CHECKLISTS: Access and Reuse Know what you want users to be able to do with your data and for how long. Pin down and communicate the significant properties of your data. Ensure that any restrictions on access and use are communicated and respected. Ensure that you provide enough context to ensure that your data can be located and used – either by the originally designated user community or new users over time. Ensure you clearly articulate any citation requirements and usage statistics that you require at the point of ingest so that repository managers know how your data should be cited if it is reused.

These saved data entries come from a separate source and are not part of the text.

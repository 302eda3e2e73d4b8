//! Async edits (spec.md §4.11), grounded on
//! `original_source/terrain/variable_lod/voxel_lod_terrain.cpp`'s
//! `push_async_edit`: a host-supplied edit closure/functor is queued
//! against a region; any LOD0 chunk the region touches that isn't
//! resident yet is generated first under a shared
//! [`AsyncDependencyTracker`], and only once every dependency has posted
//! does the edit itself run (in parallel with unrelated work) and its
//! region get handed to [`crate::lodding::post_lod0_edit`].
//!
//! This deliberately does not reuse [`LoadingBlocks`](crate::loading_blocks::LoadingBlocks)
//! to dedupe the preload: `GenerateBlockTask::apply_result` never pairs
//! with a `LoadingBlocks::finish` call (only the plain load path does),
//! so registering preload positions there would leak them forever and
//! wedge the normal streaming pipeline for that position. Missing-ness is
//! instead read directly off the data map; a duplicate generate request
//! racing the normal streaming pass for the same position is a harmless,
//! self-resolving race (last write to the map wins, both are the same
//! generator output).

use std::sync::Arc;

use parking_lot::Mutex;

use crate::math::{Box3i, ChunkPos};
use crate::priority::TaskPriority;
use crate::tasks::async_tracker::{AsyncDependencyTracker, SharedTracker};
use crate::tasks::task_trait::{Lane, RunOutcome, Task};
use crate::update_task::UpdateTask;
use crate::volume_shared::VolumeShared;

/// A host-defined edit run off the main thread. `affected_region` is read
/// once, up front, to compute which LOD0 chunks must be resident before
/// `apply` can run safely.
pub trait AsyncEdit: Send {
    /// World-space voxel region (LOD0) this edit reads and writes.
    fn affected_region(&self) -> Box3i;

    /// Performs the edit against `volume`'s LOD0 data map. Every chunk in
    /// `affected_region` is guaranteed resident by the time this runs.
    fn apply(self: Box<Self>, volume: &VolumeShared);
}

struct PendingEdit {
    edit: Option<Box<dyn AsyncEdit>>,
    chunks: Vec<ChunkPos>,
    tracker: Option<SharedTracker>,
}

/// Per-volume queue of edits awaiting their preload, drained once per
/// tick by [`flush_async_edits`].
#[derive(Default)]
pub struct AsyncEditQueue {
    pending: Mutex<Vec<PendingEdit>>,
}

impl AsyncEditQueue {
    pub fn new() -> Self {
        Self::default()
    }

    pub fn push(&self, edit: Box<dyn AsyncEdit>) {
        self.pending.lock().push(PendingEdit {
            edit: Some(edit),
            chunks: Vec::new(),
            tracker: None,
        });
    }

    pub fn pending_count(&self) -> usize {
        self.pending.lock().len()
    }
}

fn lod0_chunks_in_region(region: Box3i, chunk_size: u32) -> Vec<ChunkPos> {
    let cs = glam::IVec3::splat(chunk_size as i32);
    let min = region.min.div_euclid(cs);
    let max = (region.max - glam::IVec3::ONE).div_euclid(cs);
    let mut out = Vec::new();
    for z in min.z..=max.z {
        for y in min.y..=max.y {
            for x in min.x..=max.x {
                out.push(ChunkPos::new(x, y, z));
            }
        }
    }
    out
}

/// Advances every queued edit by one step: newly-pushed edits get their
/// chunk list and (if needed) a preload tracker; edits already waiting on
/// a tracker are promoted to a real task submission once it completes.
/// Call once per tick, after the pool's completed-task drain so a
/// preload that finished this tick is already visible in the data map.
pub fn flush_async_edits(volume: &Arc<VolumeShared>, queue: &AsyncEditQueue) {
    let mut pending = queue.pending.lock();
    let mut i = 0;
    while i < pending.len() {
        let ready = {
            let entry = &mut pending[i];
            match &entry.tracker {
                None => {
                    let data_map = volume.data.lod(0).expect("lod0 always exists");
                    let region = entry
                        .edit
                        .as_ref()
                        .expect("edit present until dispatched")
                        .affected_region();
                    entry.chunks = lod0_chunks_in_region(region, volume.config.chunk_size);
                    let missing: Vec<ChunkPos> =
                        entry.chunks.iter().copied().filter(|p| !data_map.contains(*p)).collect();
                    if missing.is_empty() {
                        true
                    } else {
                        let tracker: SharedTracker = Arc::new(AsyncDependencyTracker::new(missing.len() as i64));
                        for pos in missing {
                            UpdateTask::submit_generate(volume, pos, 0, Some(tracker.clone()));
                        }
                        entry.tracker = Some(tracker);
                        false
                    }
                }
                Some(tracker) => tracker.is_complete(),
            }
        };

        if ready {
            let entry = pending.remove(i);
            let Some(edit) = entry.edit else { continue };
            volume.pool.submit(Box::new(EditRunTask {
                volume: volume.clone(),
                edit: Some(edit),
                chunks: entry.chunks,
            }));
        } else {
            i += 1;
        }
    }
}

/// Runs a ready [`AsyncEdit`] on the compute lane, then posts its region
/// through the normal LOD-propagation path on the main thread.
struct EditRunTask {
    volume: Arc<VolumeShared>,
    edit: Option<Box<dyn AsyncEdit>>,
    chunks: Vec<ChunkPos>,
}

impl Task for EditRunTask {
    fn run(&mut self) -> RunOutcome {
        if let Some(edit) = self.edit.take() {
            edit.apply(&self.volume);
        }
        RunOutcome::Finished
    }

    fn priority(&self) -> TaskPriority {
        // User-initiated edits jump the queue ahead of speculative
        // streaming work (spec.md §4.11: "runs as soon as its
        // dependencies are satisfied", not subject to distance ranking).
        TaskPriority::max()
    }

    fn is_cancelled(&self) -> bool {
        false
    }

    fn apply_result(self: Box<Self>, dropped: bool) {
        if !dropped {
            crate::lodding::post_lod0_edit(&self.volume, &self.chunks);
        }
    }

    fn lane(&self) -> Lane {
        Lane::Compute
    }
}

#[cfg(test)]
mod tests {
    use super::*;
    use crate::config::VolumeConfig;
    use crate::data::block::DataBlock;
    use crate::dependency::{DependencyRegistry, MeshingDependency, StreamingDependency};
    use crate::output::{BlockDataOutput, BlockMeshOutput, VolumeCallbacks};
    use crate::tasks::pool::TaskPool;
    use crate::voxel::buffer::CHANNEL_SDF;
    use crate::voxel::channel::{ChannelDepth, ChannelKind};
    use crate::voxel::VoxelBuffer;
    use std::sync::atomic::{AtomicBool, Ordering};
    use std::time::Duration;

    struct NoopCallbacks;
    impl VolumeCallbacks for NoopCallbacks {
        fn on_data_output(&self, _output: BlockDataOutput) {}
        fn on_mesh_output(&self, _output: BlockMeshOutput) {}
    }

    fn make_volume() -> Arc<VolumeShared> {
        let registry = DependencyRegistry::new(StreamingDependency::new(None, None), MeshingDependency::new(None));
        Arc::new(VolumeShared::new(
            VolumeConfig::default(),
            Arc::new(NoopCallbacks),
            Arc::new(TaskPool::new(2)),
            registry,
        ))
    }

    fn make_buffer() -> VoxelBuffer {
        let mut buf = VoxelBuffer::create(glam::UVec3::splat(16)).unwrap();
        buf.set_channel_depth(CHANNEL_SDF, ChannelDepth::Bits16, ChannelKind::Sdf, 0).unwrap();
        buf
    }

    struct FillEdit {
        region: Box3i,
        ran: Arc<AtomicBool>,
    }

    impl AsyncEdit for FillEdit {
        fn affected_region(&self) -> Box3i {
            self.region
        }
        fn apply(self: Box<Self>, volume: &VolumeShared) {
            self.ran.store(true, Ordering::SeqCst);
            let _ = volume.data.lod(0).unwrap().with_block_mut(ChunkPos::ZERO, |b| b.mark_edited());
        }
    }

    #[test]
    fn edit_over_resident_chunk_runs_without_a_preload() {
        let volume = make_volume();
        volume.data.lod(0).unwrap().insert(ChunkPos::ZERO, DataBlock::with_buffer(make_buffer(), 0));
        let queue = AsyncEditQueue::new();
        let ran = Arc::new(AtomicBool::new(false));
        queue.push(Box::new(FillEdit {
            region: Box3i::new(glam::IVec3::splat(1), glam::IVec3::splat(2)),
            ran: ran.clone(),
        }));

        flush_async_edits(&volume, &queue);
        let deadline = std::time::Instant::now() + Duration::from_secs(2);
        while !ran.load(Ordering::SeqCst) && std::time::Instant::now() < deadline {
            std::thread::sleep(Duration::from_millis(5));
        }
        assert!(ran.load(Ordering::SeqCst));
        assert_eq!(queue.pending_count(), 0);
    }

    #[test]
    fn edit_over_missing_chunk_preloads_before_running() {
        let volume = make_volume();
        let queue = AsyncEditQueue::new();
        let ran = Arc::new(AtomicBool::new(false));
        queue.push(Box::new(FillEdit {
            region: Box3i::new(glam::IVec3::splat(1), glam::IVec3::splat(2)),
            ran: ran.clone(),
        }));

        flush_async_edits(&volume, &queue);
        assert_eq!(queue.pending_count(), 1, "edit should be waiting on its preload");

        let deadline = std::time::Instant::now() + Duration::from_secs(2);
        loop {
            volume.pool.drain_completed(Duration::from_millis(50));
            flush_async_edits(&volume, &queue);
            if ran.load(Ordering::SeqCst) || std::time::Instant::now() >= deadline {
                break;
            }
            std::thread::sleep(Duration::from_millis(5));
        }
        assert!(ran.load(Ordering::SeqCst));
        assert!(volume.data.lod(0).unwrap().contains(ChunkPos::ZERO));
    }
}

CHECKLISTS: Preservation Action • Know what you want people to be able to do with your data – this will impact many aspects (formats selected for long term storage, compression, etc…) • Pin down the significant properties of your data and communicate them – make sure that the people carrying out preservation actions know what they are. This might be through metadata or other means. • Don’t be afraid to be critical when reviewing ‘best practice’ and recommended approaches. They might work for the specific scenario for which they were created but not for you. Do you know the criteria used to rate things like ‘preferred’ formats? • Document preservation actions so that people know what has been done to the data over time. • Once you’ve gone through the exercise of producing a sound data management plan, you’ll be able to reuse many aspects of it – so each project data management plan will not need the same level of effort to complete.